What needs to be done: Read through the lines below and copy the ones holding the string "trunc".

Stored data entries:
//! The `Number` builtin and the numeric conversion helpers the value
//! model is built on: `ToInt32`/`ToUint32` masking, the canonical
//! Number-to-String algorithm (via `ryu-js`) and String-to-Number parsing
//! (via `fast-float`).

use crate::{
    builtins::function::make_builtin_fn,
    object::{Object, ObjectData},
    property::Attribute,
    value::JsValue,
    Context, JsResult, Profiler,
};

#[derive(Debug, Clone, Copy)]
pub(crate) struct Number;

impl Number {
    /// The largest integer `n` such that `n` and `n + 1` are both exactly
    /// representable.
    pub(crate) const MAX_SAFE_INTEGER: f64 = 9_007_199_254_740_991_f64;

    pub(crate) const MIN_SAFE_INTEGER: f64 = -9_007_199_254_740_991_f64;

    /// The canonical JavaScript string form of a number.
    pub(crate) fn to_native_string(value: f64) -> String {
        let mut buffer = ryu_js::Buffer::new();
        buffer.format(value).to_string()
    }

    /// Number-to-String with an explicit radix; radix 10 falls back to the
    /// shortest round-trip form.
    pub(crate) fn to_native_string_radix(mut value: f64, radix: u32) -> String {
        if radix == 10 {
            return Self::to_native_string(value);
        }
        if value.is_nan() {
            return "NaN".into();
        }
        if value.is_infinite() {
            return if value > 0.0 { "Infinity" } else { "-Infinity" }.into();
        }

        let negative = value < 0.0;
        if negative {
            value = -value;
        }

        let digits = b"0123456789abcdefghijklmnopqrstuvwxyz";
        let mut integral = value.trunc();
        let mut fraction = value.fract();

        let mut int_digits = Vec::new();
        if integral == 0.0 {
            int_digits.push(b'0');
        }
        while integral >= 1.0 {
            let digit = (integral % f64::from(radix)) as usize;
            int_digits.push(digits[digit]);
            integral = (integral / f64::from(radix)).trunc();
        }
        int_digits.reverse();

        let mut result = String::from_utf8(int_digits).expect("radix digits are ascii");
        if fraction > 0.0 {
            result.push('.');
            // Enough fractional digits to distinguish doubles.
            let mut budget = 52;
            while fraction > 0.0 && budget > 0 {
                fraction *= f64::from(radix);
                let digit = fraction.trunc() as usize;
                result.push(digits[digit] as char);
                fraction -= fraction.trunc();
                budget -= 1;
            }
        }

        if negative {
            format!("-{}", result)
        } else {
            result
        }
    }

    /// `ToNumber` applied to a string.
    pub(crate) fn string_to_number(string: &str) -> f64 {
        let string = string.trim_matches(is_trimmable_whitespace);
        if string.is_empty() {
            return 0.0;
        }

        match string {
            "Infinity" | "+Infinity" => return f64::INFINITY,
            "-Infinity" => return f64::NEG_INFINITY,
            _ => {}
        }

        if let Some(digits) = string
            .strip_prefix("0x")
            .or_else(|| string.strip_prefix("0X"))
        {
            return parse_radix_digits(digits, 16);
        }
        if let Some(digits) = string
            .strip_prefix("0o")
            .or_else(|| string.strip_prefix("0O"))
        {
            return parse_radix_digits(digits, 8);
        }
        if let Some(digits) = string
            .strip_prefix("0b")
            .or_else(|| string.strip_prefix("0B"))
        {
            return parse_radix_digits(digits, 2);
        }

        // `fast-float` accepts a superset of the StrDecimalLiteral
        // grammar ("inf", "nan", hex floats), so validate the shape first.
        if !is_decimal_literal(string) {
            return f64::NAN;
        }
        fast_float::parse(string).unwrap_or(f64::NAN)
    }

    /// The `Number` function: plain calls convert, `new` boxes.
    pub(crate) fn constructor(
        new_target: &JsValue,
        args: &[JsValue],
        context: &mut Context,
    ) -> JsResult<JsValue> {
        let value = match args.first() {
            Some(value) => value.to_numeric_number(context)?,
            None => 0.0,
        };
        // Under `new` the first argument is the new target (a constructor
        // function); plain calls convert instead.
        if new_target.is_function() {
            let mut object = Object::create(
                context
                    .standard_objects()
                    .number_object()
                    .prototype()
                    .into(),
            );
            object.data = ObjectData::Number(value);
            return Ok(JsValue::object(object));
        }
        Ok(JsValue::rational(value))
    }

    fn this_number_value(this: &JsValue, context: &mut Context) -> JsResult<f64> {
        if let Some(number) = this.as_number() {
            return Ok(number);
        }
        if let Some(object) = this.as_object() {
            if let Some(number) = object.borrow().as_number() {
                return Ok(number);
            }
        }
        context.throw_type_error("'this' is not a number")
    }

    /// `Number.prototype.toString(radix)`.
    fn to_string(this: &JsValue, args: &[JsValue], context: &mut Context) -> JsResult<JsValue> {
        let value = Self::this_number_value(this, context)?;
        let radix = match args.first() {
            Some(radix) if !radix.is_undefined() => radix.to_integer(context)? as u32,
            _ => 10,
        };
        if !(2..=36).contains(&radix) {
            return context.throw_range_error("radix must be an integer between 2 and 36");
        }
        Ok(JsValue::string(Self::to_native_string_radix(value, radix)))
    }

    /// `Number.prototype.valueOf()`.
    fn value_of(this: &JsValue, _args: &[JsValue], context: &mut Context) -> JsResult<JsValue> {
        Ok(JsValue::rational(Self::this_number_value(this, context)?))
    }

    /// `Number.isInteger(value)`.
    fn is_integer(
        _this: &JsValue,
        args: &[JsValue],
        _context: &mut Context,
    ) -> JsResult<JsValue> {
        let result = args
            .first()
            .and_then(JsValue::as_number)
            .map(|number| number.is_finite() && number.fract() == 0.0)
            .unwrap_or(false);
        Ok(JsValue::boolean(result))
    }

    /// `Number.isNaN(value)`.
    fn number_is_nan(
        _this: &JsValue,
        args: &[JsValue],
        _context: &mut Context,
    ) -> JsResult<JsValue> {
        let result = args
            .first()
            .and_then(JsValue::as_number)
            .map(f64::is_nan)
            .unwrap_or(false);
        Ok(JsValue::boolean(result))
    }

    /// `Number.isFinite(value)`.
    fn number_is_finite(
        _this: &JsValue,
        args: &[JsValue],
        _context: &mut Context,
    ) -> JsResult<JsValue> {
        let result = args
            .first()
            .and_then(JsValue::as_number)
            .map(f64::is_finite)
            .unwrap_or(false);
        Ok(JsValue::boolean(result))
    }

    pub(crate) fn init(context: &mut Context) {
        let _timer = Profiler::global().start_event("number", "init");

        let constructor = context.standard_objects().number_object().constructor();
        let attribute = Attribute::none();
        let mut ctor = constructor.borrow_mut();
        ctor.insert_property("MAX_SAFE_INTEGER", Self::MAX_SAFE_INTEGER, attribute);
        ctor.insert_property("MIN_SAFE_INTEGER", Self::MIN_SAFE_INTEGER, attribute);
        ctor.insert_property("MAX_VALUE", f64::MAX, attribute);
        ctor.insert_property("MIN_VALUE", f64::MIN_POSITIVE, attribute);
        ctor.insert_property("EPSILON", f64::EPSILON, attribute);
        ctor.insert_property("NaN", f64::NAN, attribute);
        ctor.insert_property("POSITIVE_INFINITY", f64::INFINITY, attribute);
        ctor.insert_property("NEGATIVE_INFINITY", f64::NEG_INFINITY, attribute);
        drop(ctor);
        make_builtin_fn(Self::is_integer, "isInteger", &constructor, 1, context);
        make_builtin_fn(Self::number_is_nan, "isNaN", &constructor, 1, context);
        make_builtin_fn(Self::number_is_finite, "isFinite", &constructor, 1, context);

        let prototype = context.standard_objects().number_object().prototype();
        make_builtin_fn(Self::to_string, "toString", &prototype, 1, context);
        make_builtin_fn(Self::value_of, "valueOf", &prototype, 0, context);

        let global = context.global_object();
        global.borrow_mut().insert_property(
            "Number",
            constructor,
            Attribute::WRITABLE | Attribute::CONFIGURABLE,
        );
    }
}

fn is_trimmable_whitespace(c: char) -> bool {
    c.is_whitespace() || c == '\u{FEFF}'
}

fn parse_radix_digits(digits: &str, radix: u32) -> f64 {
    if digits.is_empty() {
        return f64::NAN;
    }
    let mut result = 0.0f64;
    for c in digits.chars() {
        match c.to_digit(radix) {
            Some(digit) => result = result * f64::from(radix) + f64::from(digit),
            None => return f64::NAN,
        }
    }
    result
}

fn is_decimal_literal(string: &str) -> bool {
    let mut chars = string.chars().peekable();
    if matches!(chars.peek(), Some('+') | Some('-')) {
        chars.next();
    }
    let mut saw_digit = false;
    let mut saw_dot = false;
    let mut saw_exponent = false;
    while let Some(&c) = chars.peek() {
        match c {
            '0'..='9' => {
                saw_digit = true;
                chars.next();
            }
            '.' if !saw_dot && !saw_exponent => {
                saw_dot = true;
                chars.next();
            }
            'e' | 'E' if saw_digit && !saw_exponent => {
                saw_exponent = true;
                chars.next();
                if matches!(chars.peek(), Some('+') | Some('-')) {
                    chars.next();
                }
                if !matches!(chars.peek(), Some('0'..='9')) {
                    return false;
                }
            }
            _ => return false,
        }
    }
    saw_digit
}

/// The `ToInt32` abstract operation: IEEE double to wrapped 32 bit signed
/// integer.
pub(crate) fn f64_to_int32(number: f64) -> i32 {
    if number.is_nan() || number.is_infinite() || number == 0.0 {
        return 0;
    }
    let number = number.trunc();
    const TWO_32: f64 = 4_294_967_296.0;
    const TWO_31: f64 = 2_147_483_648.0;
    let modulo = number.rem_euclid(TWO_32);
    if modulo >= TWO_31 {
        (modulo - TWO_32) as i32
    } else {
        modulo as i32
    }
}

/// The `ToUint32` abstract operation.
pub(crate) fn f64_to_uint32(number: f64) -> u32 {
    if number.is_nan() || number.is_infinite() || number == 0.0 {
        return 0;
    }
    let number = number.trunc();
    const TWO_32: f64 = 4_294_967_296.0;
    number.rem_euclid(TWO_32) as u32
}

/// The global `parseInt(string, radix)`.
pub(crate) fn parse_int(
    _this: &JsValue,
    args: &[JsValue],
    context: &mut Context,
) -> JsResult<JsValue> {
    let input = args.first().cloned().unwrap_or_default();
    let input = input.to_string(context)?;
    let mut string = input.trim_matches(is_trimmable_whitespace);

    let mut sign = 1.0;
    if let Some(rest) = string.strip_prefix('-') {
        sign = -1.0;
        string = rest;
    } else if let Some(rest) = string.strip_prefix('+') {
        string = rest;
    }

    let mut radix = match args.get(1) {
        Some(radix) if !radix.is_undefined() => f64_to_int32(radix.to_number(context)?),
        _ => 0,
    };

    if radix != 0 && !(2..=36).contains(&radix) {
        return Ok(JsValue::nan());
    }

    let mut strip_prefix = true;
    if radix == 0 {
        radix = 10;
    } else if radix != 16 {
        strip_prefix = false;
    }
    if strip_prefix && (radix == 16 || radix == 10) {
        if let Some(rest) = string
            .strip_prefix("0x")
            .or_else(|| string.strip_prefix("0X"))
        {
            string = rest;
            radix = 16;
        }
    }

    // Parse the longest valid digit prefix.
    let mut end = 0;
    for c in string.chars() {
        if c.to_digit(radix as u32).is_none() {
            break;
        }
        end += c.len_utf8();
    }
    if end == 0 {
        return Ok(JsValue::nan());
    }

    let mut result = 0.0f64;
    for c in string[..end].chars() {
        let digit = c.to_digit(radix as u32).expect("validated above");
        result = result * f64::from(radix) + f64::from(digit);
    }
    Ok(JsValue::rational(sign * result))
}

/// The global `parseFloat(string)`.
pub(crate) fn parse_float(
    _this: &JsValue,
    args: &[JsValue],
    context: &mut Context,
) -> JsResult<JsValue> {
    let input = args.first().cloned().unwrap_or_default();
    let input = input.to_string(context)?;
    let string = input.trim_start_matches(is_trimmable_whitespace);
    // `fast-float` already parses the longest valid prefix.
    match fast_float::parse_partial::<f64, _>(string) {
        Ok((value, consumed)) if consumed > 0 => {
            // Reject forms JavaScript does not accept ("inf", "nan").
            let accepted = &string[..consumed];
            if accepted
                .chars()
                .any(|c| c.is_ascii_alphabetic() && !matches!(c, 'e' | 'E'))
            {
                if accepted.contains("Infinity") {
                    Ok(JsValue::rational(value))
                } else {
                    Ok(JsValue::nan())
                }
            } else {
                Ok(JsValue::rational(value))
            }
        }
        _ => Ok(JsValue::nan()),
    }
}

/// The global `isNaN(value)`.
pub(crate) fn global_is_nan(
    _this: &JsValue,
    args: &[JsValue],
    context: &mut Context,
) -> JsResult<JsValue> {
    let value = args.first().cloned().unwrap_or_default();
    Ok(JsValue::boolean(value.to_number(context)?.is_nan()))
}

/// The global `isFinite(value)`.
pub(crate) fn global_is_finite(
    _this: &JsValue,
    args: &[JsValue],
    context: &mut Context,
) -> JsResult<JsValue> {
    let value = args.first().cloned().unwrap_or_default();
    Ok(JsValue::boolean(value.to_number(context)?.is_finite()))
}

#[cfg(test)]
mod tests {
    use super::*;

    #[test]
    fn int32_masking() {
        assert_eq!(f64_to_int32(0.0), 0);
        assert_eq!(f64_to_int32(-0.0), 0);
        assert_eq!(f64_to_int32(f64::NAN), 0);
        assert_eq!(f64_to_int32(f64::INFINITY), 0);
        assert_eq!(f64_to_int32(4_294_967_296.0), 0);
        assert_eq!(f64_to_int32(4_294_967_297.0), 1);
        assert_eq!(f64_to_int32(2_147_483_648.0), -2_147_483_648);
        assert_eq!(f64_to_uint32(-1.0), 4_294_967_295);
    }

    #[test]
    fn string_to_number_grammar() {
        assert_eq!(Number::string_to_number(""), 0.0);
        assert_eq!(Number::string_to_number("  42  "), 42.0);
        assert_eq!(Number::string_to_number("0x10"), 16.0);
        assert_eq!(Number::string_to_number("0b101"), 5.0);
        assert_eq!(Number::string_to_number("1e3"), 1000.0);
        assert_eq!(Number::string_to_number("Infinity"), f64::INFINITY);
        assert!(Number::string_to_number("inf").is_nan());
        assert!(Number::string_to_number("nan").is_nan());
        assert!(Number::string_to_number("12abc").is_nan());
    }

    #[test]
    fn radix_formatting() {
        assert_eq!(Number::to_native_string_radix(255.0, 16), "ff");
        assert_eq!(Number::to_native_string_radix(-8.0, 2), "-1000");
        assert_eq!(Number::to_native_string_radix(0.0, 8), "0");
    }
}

Response:
        let mut integral = value.trunc();
            integral = (integral / f64::from(radix)).trunc();
                let digit = fraction.trunc() as usize;
                fraction -= fraction.trunc();
    let number = number.trunc();
    let number = number.trunc();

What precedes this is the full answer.